#### DATA

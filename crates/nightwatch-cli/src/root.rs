use nightwatch_core::paths::NIGHTWATCH_DIR;
use std::path::{Path, PathBuf};

/// Resolve the project root.
///
/// Priority:
/// 1. `--root` flag / `NIGHTWATCH_ROOT` env var (passed in as `explicit`)
/// 2. Walk upward from `cwd` looking for `.nightwatch/`
/// 3. Walk upward from `cwd` looking for `.git/`
/// 4. Fall back to `cwd`
pub fn resolve_root(explicit: Option<&Path>) -> PathBuf {
    if let Some(p) = explicit {
        return p.to_path_buf();
    }

    let cwd = std::env::current_dir().unwrap_or_else(|_| PathBuf::from("."));
    find_upward(&cwd, NIGHTWATCH_DIR)
        .or_else(|| find_upward(&cwd, ".git"))
        .unwrap_or(cwd)
}

fn find_upward(start: &Path, marker: &str) -> Option<PathBuf> {
    start
        .ancestors()
        .find(|dir| dir.join(marker).is_dir())
        .map(Path::to_path_buf)
}
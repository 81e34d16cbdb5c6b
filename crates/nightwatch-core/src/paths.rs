use std::path::{Path, PathBuf};

// ---------------------------------------------------------------------------
// Directory constants
// ---------------------------------------------------------------------------

pub const NIGHTWATCH_DIR: &str = ".nightwatch";
pub const QUEUE_DIR: &str = ".nightwatch/queue";

pub const CONFIG_FILE: &str = ".nightwatch/config.yaml";
pub const PROGRESS_FILE: &str = ".nightwatch/progress.yaml";

pub const PENDING_LOG: &str = "pending.log";
pub const PROCESSED_LOG: &str = "processed.log";
pub const INFLIGHT_LOG: &str = "inflight.log";
pub const LOCK_FILE: &str = "queue.lock";

pub const DEFAULT_BACKLOG: &str = "prd.json";

// ---------------------------------------------------------------------------
// Path helpers
// ---------------------------------------------------------------------------

pub fn nightwatch_dir(root: &Path) -> PathBuf {
    root.join(NIGHTWATCH_DIR)
}

pub fn queue_dir(root: &Path) -> PathBuf {
    root.join(QUEUE_DIR)
}

pub fn config_path(root: &Path) -> PathBuf {
    root.join(CONFIG_FILE)
}

pub fn progress_path(root: &Path) -> PathBuf {
    root.join(PROGRESS_FILE)
}

/// Resolve a backlog path from config: relative paths are taken from `root`.
pub fn backlog_path(root: &Path, configured: &Path) -> PathBuf {
    if configured.is_absolute() {
        configured.to_path_buf()
    } else {
        root.join(configured)
    }
}

/// The set of files backing one queue directory.
#[derive(Debug, Clone)]
pub struct QueuePaths {
    pub pending: PathBuf,
    pub processed: PathBuf,
    pub inflight: PathBuf,
    pub lock: PathBuf,
}

impl QueuePaths {
    pub fn in_dir(dir: &Path) -> Self {
        Self {
            pending: dir.join(PENDING_LOG),
            processed: dir.join(PROCESSED_LOG),
            inflight: dir.join(INFLIGHT_LOG),
            lock: dir.join(LOCK_FILE),
        }
    }

    pub fn for_root(root: &Path) -> Self {
        Self::in_dir(&queue_dir(root))
    }
}

// ---------------------------------------------------------------------------
// Tests
// ---------------------------------------------------------------------------
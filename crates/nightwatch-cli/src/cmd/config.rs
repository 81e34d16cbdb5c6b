use crate::output::{print_json, print_table};
use anyhow::Context;
use clap::Subcommand;
use nightwatch_core::config::{Config, WarnLevel};
use std::path::Path;

// ---------------------------------------------------------------------------
// Subcommand types
// ---------------------------------------------------------------------------

#[derive(Subcommand)]
pub enum ConfigSubcommand {
    /// Show executors in priority order and the escalation path
    Show,

    /// Validate the config for common mistakes
    Validate,
}

// ---------------------------------------------------------------------------
// Entry point
// ---------------------------------------------------------------------------

pub fn run(root: &Path, subcmd: ConfigSubcommand, json: bool) -> anyhow::Result<()> {
    let config = Config::load(root).context("failed to load config")?;
    match subcmd {
        ConfigSubcommand::Show => show(&config, json),
        ConfigSubcommand::Validate => validate(&config, json),
    }
}

// ---------------------------------------------------------------------------
// show
// ---------------------------------------------------------------------------

fn show(config: &Config, json: bool) -> anyhow::Result<()> {
    if json {
        return print_json(config);
    }

    println!("Project: {}", config.project.name);
    println!("Backlog: {}\n", config.backlog.display());

    let rows: Vec<Vec<String>> = config
        .executors
        .iter()
        .map(|e| {
            vec![
                e.name.clone(),
                e.kind.to_string(),
                e.default_model.clone(),
                e.command.clone().unwrap_or_else(|| "-".to_string()),
            ]
        })
        .collect();
    print_table(&["EXECUTOR", "KIND", "MODEL", "COMMAND"], &rows);

    println!("\nEscalation (max {} attempts):", config.escalation.max_attempts);
    if config.escalation.path.is_empty() {
        println!("  (none)");
    }
    for (from, to) in &config.escalation.path {
        println!("  {from} -> {to}");
    }
    Ok(())
}

// ---------------------------------------------------------------------------
// validate
// ---------------------------------------------------------------------------

fn validate(config: &Config, json: bool) -> anyhow::Result<()> {
    let warnings = config.validate();

    if json {
        print_json(&serde_json::json!({ "warnings": warnings }))?;
    } else if warnings.is_empty() {
        println!("Config is valid. No warnings.");
    } else {
        for w in &warnings {
            let prefix = match w.level {
                WarnLevel::Warning => "warning",
                WarnLevel::Error => "error",
            };
            println!("[{prefix}] {}", w.message);
        }
    }

    if warnings.iter().any(|w| w.level == WarnLevel::Error) {
        anyhow::bail!("config validation found errors");
    }
    Ok(())
}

########

PROBLEM REQUIREMENTS: Every line of the entries above that holds "looking" should be copied out.

SOLUTION TO THIS EXERCISE:
/// 2. Walk upward from `cwd` looking for `.nightwatch/`
/// 3. Walk upward from `cwd` looking for `.git/`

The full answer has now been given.